About the test coupon

The test coupon is used to measure whether the characteristic impedance of PCB boards meets design requirements by using Time Domain Reflectometer (TDR). Generally the impedance to be controlled has two cases of single wire and differential pairs. Therefore, the line width and line distance (if there is a difference match) on the test coupon must be the same as the lines to be controlled. 

The most important thing to measure is the location of the ground point. In order to reduce the inductance value of the ground lead, the ground point of the TDR probe is usually very close to the probe tip of the measurement signal. Therefore, the distance between the point of the measurement signal and the ground point on the test coupon and the method should be consistent with the probe rod used.

1. In high-speed PCB design, copper can be applied to the blank area of signal layer, and how to distribute the copper applied to multiple signal layers in grounding and power supply?

Generally in the blank area of copper application most of the situation is grounded.
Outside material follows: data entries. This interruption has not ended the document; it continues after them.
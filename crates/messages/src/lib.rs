//! Network messages for the host–voter sync protocol.

mod codec;
mod wire;

pub use codec::{decode_message, encode_message, CodecError};
pub use wire::{StateSnapshot, WireMessage};
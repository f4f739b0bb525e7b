//! Snapshot persistence for the host.
//!
//! The host persists its full `{programs, votes}` state after every
//! mutation so a restart picks up where the gala left off. Corrupt or
//! missing data is never fatal: the host logs and starts empty.

use galavote_types::{PersistedState, STORAGE_KEY};
use std::io;
use std::path::{Path, PathBuf};
use std::sync::Mutex;
use thiserror::Error;
use tracing::warn;

/// Errors writing a snapshot. Reads never error; see [`SnapshotStore::load`].
#[derive(Debug, Error)]
pub enum StoreError {
    #[error("snapshot io error: {0}")]
    Io(#[from] io::Error),

    #[error("snapshot serialization error: {0}")]
    Serialize(#[from] serde_json::Error),
}

/// Durable storage for the host snapshot.
pub trait SnapshotStore: Send {
    /// Read the stored snapshot. Returns `None` when nothing usable is
    /// stored; implementations log corruption instead of surfacing it.
    fn load(&self) -> Option<PersistedState>;

    /// Replace the stored snapshot.
    fn store(&self, snapshot: &PersistedState) -> Result<(), StoreError>;
}

/// JSON file store writing `<dir>/galavote_data_v1.json`.
#[derive(Debug, Clone)]
pub struct FileStore {
    path: PathBuf,
}

impl FileStore {
    /// Store snapshots under `dir`.
    pub fn new(dir: impl AsRef<Path>) -> Self {
        Self {
            path: dir.as_ref().join(format!("{STORAGE_KEY}.json")),
        }
    }

    /// The file this store reads and writes.
    pub fn path(&self) -> &Path {
        &self.path
    }
}

impl SnapshotStore for FileStore {
    fn load(&self) -> Option<PersistedState> {
        let raw = match std::fs::read_to_string(&self.path) {
            Ok(raw) => raw,
            Err(error) if error.kind() == io::ErrorKind::NotFound => return None,
            Err(error) => {
                warn!(path = %self.path.display(), %error, "snapshot unreadable, starting empty");
                return None;
            }
        };
        match serde_json::from_str(&raw) {
            Ok(snapshot) => Some(snapshot),
            Err(error) => {
                warn!(path = %self.path.display(), %error, "snapshot corrupt, starting empty");
                None
            }
        }
    }

    fn store(&self, snapshot: &PersistedState) -> Result<(), StoreError> {
        let json = serde_json::to_vec_pretty(snapshot)?;
        // Write-then-rename so a crash mid-write never corrupts the
        // previous snapshot.
        let tmp = self.path.with_extension("json.tmp");
        std::fs::write(&tmp, json)?;
        std::fs::rename(&tmp, &self.path)?;
        Ok(())
    }
}

/// In-memory store for tests and throwaway sessions.
#[derive(Debug, Default)]
pub struct MemoryStore {
    snapshot: Mutex<Option<PersistedState>>,
}

impl MemoryStore {
    /// Create an empty store.
    pub fn new() -> Self {
        Self::default()
    }

    /// Create a store pre-seeded with a snapshot.
    pub fn with_snapshot(snapshot: PersistedState) -> Self {
        Self {
            snapshot: Mutex::new(Some(snapshot)),
        }
    }
}

impl SnapshotStore for MemoryStore {
    fn load(&self) -> Option<PersistedState> {
        match self.snapshot.lock() {
            Ok(guard) => guard.clone(),
            Err(poisoned) => poisoned.into_inner().clone(),
        }
    }

    fn store(&self, snapshot: &PersistedState) -> Result<(), StoreError> {
        let mut guard = match self.snapshot.lock() {
            Ok(guard) => guard,
            Err(poisoned) => poisoned.into_inner(),
        };
        *guard = Some(snapshot.clone());
        Ok(())
    }
}
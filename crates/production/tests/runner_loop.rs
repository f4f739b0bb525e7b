//! End-to-end runner tests over the in-process channel transport.

use galavote_core::{AdminCommand, Notification};
use galavote_messages::StateSnapshot;
use galavote_production::{ChannelHub, FileStore, HostRunner, MemoryStore, VoterRunner};
use galavote_types::{PeerIdentity, ProgramDraft, VoterId};
use galavote_voter::VoterConfig;
use std::time::Duration;
use tokio::sync::mpsc;
use tokio::time::timeout;

const WAIT: Duration = Duration::from_secs(5);

async fn next(rx: &mut mpsc::Receiver<Notification>) -> Notification {
    timeout(WAIT, rx.recv())
        .await
        .expect("timed out waiting for notification")
        .expect("notification channel closed")
}

/// Skips unrelated notifications until a snapshot matching `pred` arrives.
async fn wait_snapshot(
    rx: &mut mpsc::Receiver<Notification>,
    pred: impl Fn(&StateSnapshot) -> bool,
) -> StateSnapshot {
    loop {
        if let Notification::SnapshotApplied { snapshot, .. } = next(rx).await {
            if pred(&snapshot) {
                return snapshot;
            }
        }
    }
}

async fn spawn_host(hub: &ChannelHub) -> (galavote_production::HostHandle, PeerIdentity) {
    let (mut runner, handle, _notifications) =
        HostRunner::new(hub.transport(), MemoryStore::new());
    let identity = runner.acquire_identity().await.unwrap();
    tokio::spawn(runner.run());
    (handle, identity)
}

async fn spawn_voter(
    hub: &ChannelHub,
    tag: &str,
) -> (
    galavote_production::VoterHandle,
    mpsc::Receiver<Notification>,
) {
    let (mut runner, handle, notifications) = VoterRunner::with_voter_id(
        hub.transport(),
        VoterConfig::default(),
        VoterId::new(format!("user_{tag}")),
    );
    runner.acquire_identity().await.unwrap();
    tokio::spawn(runner.run());
    (handle, notifications)
}

#[tokio::test]
async fn test_voter_syncs_votes_and_sees_the_tally() {
    let hub = ChannelHub::new();
    let (host, host_id) = spawn_host(&hub).await;
    let (voter, mut voter_rx) = spawn_voter(&hub, "a").await;

    // Connecting to a fresh host yields an empty, inactive snapshot.
    assert!(voter.connect(host_id).await);
    let first = wait_snapshot(&mut voter_rx, |_| true).await;
    assert!(first.programs.is_empty());
    assert!(!first.is_active);

    // Every admin mutation is pushed to the connected voter.
    host.admin(AdminCommand::AddProgram(ProgramDraft::new(
        "Opening Dance",
        "Troupe",
        "",
        "img-10",
    )))
    .await;
    host.admin(AdminCommand::ToggleVoting).await;
    let open = wait_snapshot(&mut voter_rx, |s| s.is_active && s.programs.len() == 1).await;
    let program_id = open.programs[0].id.clone();

    assert!(voter.submit_vote(program_id.clone()).await);
    let counted = wait_snapshot(&mut voter_rx, |s| {
        s.vote_counts.get(&program_id).copied() == Some(1)
    })
    .await;
    assert_eq!(counted.programs.len(), 1);
}

#[tokio::test]
async fn test_two_voters_converge_and_dedup_is_per_voter() {
    let hub = ChannelHub::new();
    let (host, host_id) = spawn_host(&hub).await;
    host.admin(AdminCommand::AddProgram(ProgramDraft::new(
        "Solo", "Star", "", "img-11",
    )))
    .await;
    host.admin(AdminCommand::ToggleVoting).await;

    let (voter_a, mut rx_a) = spawn_voter(&hub, "a").await;
    let (voter_b, mut rx_b) = spawn_voter(&hub, "b").await;
    voter_a.connect(host_id.clone()).await;
    voter_b.connect(host_id).await;
    let snap = wait_snapshot(&mut rx_a, |s| s.is_active).await;
    wait_snapshot(&mut rx_b, |s| s.is_active).await;
    let program_id = snap.programs[0].id.clone();

    voter_a.submit_vote(program_id.clone()).await;
    voter_b.submit_vote(program_id.clone()).await;

    // Both sides settle on exactly two votes, one per voter id.
    for rx in [&mut rx_a, &mut rx_b] {
        let settled = wait_snapshot(rx, |s| s.vote_counts.get(&program_id).copied() == Some(2)).await;
        assert_eq!(settled.vote_counts.values().sum::<u64>(), 2);
    }
}

#[tokio::test]
async fn test_dial_unknown_host_surfaces_connect_failure() {
    let hub = ChannelHub::new();
    let (voter, mut rx) = spawn_voter(&hub, "lost").await;

    voter.connect(PeerIdentity::new("no-such-host")).await;

    loop {
        if let Notification::ConnectFailed { reason } = next(&mut rx).await {
            assert!(reason.contains("unknown peer identity"));
            break;
        }
    }
}

#[tokio::test]
async fn test_host_restart_restores_state_suspended() {
    let dir = std::env::temp_dir().join(format!("galavote-restart-{}", std::process::id()));
    std::fs::create_dir_all(&dir).unwrap();
    let _ = std::fs::remove_file(FileStore::new(&dir).path());

    let hub = ChannelHub::new();
    let (mut runner, host, _host_rx) = HostRunner::new(hub.transport(), FileStore::new(&dir));
    let host_id = runner.acquire_identity().await.unwrap();
    let host_task = tokio::spawn(runner.run());

    host.admin(AdminCommand::AddProgram(ProgramDraft::new(
        "Finale", "Everyone", "", "img-19",
    )))
    .await;
    host.admin(AdminCommand::ToggleVoting).await;

    let (voter, mut rx) = spawn_voter(&hub, "a").await;
    voter.connect(host_id).await;
    let snap = wait_snapshot(&mut rx, |s| s.is_active).await;
    voter.submit_vote(snap.programs[0].id.clone()).await;
    wait_snapshot(&mut rx, |s| s.vote_counts.values().sum::<u64>() == 1).await;

    // Shut the host down; dropping the handle closes its command channel.
    drop(host);
    timeout(WAIT, host_task).await.unwrap().unwrap();

    // A restarted host comes back with the catalog and votes intact but
    // voting suspended until explicitly reopened.
    let (restarted, new_id) = {
        let (mut runner, handle, _rx) = HostRunner::new(hub.transport(), FileStore::new(&dir));
        let id = runner.acquire_identity().await.unwrap();
        tokio::spawn(runner.run());
        (handle, id)
    };
    let (voter2, mut rx2) = spawn_voter(&hub, "b").await;
    voter2.connect(new_id).await;
    let restored = wait_snapshot(&mut rx2, |_| true).await;
    assert_eq!(restored.programs.len(), 1);
    assert!(!restored.is_active);
    assert_eq!(restored.vote_counts.values().sum::<u64>(), 1);
    drop(restarted);
}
Just pay attention to the distance between the copper and the signal line when applying copper beside the high-speed signal line, because the copper will reduce the characteristic impedance of the line a little. Also be careful not to affect the characteristic impedance of its layer, for example, in the dual strip line structure.

2. Can the signal line above the power plane use the microstrip line model to calculate the characteristic impedance? Can the signal between the power supply and the ground plane be calculated using the banded line model?

Yes, both the power plane and the ground plane must be considered as reference planes when calculating the characteristic impedance. For example, four-layer board: top layer - power layer - ground layer - bottom layer. In this case, the characteristic impedance model of the top layer is a microstrip line model with the power plane as the reference plane.

3. Can the software automatically generate test points on high density printed boards meet the test requirements of mass production in general?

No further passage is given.